[Work to be completed]:
For the material below, return exactly the lines starting at the line containing "fn source(&self) ->" and ending at the line containing "pub type Result<T>", both ends included, and no others.

____ Provided records

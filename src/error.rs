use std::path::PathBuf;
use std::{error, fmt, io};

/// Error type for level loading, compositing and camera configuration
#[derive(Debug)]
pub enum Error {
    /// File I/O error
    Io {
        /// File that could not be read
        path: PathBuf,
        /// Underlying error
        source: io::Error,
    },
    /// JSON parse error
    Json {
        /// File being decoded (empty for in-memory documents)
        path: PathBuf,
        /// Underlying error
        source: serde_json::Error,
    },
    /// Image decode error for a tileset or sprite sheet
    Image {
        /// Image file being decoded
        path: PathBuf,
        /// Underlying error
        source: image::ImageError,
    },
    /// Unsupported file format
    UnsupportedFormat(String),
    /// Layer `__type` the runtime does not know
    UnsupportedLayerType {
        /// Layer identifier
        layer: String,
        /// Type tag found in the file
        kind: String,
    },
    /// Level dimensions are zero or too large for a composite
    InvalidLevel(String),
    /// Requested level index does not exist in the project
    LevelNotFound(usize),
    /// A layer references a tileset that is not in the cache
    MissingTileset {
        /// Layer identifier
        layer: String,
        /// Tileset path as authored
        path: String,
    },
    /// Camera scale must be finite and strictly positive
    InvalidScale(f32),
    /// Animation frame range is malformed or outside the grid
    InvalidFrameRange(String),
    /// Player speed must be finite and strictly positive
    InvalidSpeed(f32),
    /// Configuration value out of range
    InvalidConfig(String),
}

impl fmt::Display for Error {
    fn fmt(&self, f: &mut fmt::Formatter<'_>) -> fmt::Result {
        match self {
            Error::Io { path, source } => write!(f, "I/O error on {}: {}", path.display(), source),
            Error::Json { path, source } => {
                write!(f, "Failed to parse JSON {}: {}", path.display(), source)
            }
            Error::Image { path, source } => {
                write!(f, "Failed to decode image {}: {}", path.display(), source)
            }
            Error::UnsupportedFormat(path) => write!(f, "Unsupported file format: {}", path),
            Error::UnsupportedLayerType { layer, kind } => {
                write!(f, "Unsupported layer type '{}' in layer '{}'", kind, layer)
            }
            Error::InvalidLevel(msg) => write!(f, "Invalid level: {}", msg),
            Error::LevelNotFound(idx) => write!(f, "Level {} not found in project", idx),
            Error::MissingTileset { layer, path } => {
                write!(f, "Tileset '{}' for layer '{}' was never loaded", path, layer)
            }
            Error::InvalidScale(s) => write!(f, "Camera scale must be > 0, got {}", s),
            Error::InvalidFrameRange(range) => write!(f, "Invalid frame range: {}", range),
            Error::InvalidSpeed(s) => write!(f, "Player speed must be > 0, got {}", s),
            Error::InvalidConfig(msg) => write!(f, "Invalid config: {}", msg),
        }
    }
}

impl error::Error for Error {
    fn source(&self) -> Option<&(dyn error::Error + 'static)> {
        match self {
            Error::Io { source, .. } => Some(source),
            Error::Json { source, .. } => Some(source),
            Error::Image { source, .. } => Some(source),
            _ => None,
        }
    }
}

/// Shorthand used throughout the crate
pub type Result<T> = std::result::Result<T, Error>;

________
____ Provided records

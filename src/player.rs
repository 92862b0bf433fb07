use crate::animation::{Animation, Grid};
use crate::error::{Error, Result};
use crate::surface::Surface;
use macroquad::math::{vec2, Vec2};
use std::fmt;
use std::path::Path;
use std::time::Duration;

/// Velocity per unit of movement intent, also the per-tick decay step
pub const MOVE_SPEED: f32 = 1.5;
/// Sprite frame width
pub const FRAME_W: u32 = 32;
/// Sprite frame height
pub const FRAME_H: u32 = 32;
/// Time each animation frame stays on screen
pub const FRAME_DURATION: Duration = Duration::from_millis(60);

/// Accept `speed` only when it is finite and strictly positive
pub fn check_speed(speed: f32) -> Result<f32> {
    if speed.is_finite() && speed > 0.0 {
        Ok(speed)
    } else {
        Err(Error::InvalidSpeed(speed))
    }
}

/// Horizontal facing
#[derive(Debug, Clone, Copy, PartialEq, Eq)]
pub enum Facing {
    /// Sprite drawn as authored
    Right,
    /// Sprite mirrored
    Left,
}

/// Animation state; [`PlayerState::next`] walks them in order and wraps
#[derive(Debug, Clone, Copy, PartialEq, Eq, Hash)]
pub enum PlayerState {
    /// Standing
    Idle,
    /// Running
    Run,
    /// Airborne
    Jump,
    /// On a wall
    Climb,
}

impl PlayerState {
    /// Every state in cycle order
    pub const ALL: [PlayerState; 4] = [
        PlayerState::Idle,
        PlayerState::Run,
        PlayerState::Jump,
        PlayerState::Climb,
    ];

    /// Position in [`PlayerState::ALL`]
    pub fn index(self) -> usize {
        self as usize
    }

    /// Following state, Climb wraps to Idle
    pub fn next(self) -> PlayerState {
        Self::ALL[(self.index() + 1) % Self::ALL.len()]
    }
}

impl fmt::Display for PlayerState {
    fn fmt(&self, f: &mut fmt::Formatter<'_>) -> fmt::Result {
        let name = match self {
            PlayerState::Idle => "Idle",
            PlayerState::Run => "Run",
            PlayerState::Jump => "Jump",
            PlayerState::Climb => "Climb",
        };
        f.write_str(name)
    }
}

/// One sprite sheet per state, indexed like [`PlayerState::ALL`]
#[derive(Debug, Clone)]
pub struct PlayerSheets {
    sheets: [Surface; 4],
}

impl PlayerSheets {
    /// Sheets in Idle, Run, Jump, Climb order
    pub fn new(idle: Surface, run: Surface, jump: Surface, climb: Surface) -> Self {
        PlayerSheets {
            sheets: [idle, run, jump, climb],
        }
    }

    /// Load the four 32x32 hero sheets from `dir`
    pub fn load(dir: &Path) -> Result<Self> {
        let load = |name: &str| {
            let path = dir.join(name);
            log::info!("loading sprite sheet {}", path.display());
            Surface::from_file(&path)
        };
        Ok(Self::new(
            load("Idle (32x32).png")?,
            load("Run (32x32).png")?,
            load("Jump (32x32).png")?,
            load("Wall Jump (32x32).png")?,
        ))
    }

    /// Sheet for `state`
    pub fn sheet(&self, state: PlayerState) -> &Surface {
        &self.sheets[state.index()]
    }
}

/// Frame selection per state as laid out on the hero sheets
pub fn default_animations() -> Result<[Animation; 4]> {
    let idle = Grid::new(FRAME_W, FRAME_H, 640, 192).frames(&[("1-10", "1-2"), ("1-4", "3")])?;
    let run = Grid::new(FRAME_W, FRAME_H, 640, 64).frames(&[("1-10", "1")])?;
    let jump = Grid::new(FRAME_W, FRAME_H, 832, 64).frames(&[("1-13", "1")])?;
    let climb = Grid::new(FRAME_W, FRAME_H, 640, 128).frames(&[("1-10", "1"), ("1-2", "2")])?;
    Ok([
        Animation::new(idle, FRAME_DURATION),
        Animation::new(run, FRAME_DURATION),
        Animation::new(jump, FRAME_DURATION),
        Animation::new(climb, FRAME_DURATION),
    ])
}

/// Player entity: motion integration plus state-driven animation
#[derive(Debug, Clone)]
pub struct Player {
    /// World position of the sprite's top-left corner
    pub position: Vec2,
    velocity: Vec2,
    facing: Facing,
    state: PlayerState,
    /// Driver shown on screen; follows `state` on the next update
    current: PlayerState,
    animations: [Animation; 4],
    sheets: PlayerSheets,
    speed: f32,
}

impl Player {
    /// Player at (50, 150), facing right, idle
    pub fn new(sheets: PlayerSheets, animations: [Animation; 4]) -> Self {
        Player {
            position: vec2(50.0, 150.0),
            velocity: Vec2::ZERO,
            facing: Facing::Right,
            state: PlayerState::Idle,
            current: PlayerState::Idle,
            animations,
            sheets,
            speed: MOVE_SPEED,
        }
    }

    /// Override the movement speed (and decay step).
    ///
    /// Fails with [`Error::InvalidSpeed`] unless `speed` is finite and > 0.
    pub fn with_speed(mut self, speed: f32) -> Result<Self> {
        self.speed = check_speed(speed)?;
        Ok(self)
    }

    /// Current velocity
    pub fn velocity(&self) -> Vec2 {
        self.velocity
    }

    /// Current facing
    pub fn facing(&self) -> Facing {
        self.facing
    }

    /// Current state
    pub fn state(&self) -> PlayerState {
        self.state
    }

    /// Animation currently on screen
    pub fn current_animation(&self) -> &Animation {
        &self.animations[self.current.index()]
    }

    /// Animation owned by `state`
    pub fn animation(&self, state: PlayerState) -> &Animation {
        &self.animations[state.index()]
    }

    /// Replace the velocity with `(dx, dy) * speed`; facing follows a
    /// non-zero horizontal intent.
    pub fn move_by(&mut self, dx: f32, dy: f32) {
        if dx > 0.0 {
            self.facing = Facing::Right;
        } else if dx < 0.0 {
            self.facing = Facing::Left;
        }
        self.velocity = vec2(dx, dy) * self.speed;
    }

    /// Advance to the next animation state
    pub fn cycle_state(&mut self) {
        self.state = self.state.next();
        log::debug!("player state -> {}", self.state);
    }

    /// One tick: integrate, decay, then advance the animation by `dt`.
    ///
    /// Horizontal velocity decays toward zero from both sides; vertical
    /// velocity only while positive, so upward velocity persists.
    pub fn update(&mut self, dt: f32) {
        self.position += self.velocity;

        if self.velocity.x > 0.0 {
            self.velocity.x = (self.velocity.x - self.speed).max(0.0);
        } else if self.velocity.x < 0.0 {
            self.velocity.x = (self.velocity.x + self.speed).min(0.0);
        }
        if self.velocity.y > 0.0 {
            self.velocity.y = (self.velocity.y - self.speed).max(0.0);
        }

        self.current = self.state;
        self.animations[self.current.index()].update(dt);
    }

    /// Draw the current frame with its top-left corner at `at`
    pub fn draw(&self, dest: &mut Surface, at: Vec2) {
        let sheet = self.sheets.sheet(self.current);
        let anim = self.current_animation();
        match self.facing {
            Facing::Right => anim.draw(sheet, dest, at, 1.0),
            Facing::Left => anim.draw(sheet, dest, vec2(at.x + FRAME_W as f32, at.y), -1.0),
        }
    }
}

________

[Output for this task]:
    fn source(&self) -> Option<&(dyn error::Error + 'static)> {
        match self {
            Error::Io { source, .. } => Some(source),
            Error::Json { source, .. } => Some(source),
            Error::Image { source, .. } => Some(source),
            _ => None,
        }
    }
}

/// Shorthand used throughout the crate
pub type Result<T> = std::result::Result<T, Error>;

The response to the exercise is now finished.